This issue involves the interaction between two layers in the codebase:

### Layer 1: Ring Topology (`ConnectionManager`)
- Lives in [`crates/core/src/ring/connection_manager.rs`](https://github.com/freenet/freenet-core/blob/main/crates/core/src/ring/connection_manager.rs)
- Tracks **logical connections** between peers in the ring
- Methods: `should_accept()`, `add_connection()`, `num_connections()`
- Purpose: Determines routing and which peers we're "connected to" for DHT purposes

### Layer 2: P2P Network (`self.connections` in `p2p_protoc.rs`)
- Lives in [`crates/core/src/node/network_bridge/p2p_protoc.rs`](https://github.com/freenet/freenet-core/blob/main/crates/core/src/node/network_bridge/p2p_protoc.rs)
- Tracks **active transport-layer connections** (UDP/TCP channels)
- Type: `HashMap<PeerId, mpsc::Sender<NetMessage>>`
- Purpose: Actually sends messages between peers

**Key insight:** A peer can be registered in the ring but not have an active P2P connection yet (or vice versa).

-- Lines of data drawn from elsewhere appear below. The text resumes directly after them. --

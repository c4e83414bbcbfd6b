// SPDX-License-Identifier: AGPL-3.0-or-later
//
// Copyright (C) 2026 Relational Network

use axum::{
    http::StatusCode,
    response::{IntoResponse, Response},
    Json,
};
use serde::Serialize;

#[derive(Debug)]
pub struct ApiError {
    pub status: StatusCode,
    pub message: String,
}

#[derive(Serialize)]
struct ErrorBody {
    error: String,
}

impl ApiError {
    pub fn new(status: StatusCode, message: impl Into<String>) -> Self {
        Self {
            status,
            message: message.into(),
        }
    }

    pub fn not_found(message: impl Into<String>) -> Self {
        Self::new(StatusCode::NOT_FOUND, message)
    }

    pub fn bad_request(message: impl Into<String>) -> Self {
        Self::new(StatusCode::BAD_REQUEST, message)
    }

    pub fn unauthorized(message: impl Into<String>) -> Self {
        Self::new(StatusCode::UNAUTHORIZED, message)
    }

    pub fn conflict(message: impl Into<String>) -> Self {
        Self::new(StatusCode::CONFLICT, message)
    }

    pub fn internal(message: impl Into<String>) -> Self {
        Self::new(StatusCode::INTERNAL_SERVER_ERROR, message)
    }
}

impl IntoResponse for ApiError {
    fn into_response(self) -> Response {
        let body = Json(ErrorBody {
            error: self.message,
        });
        (self.status, body).into_response()
    }
}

These layers can temporarily be out of sync.

### The Join Protocol Flow

When a peer wants to join the network:

1. **Peer sends `StartJoinReq`** → Gateway (with transaction ID, e.g., "tx A")
2. **Gateway finds optimal peer** for the joiner to connect to
3. **Gateway sends `CheckConnectivity`** → Existing peer (asking "will you accept this joiner?")
   - **Uses the same transaction ID "tx A"** from the original join request
4. **Existing peer responds `AcceptedBy`** → Gateway (using same "tx A")
5. **Gateway forwards `AcceptedBy`** → Original joiner (using same "tx A")

The **same transaction ID flows through the entire protocol** to track the join operation.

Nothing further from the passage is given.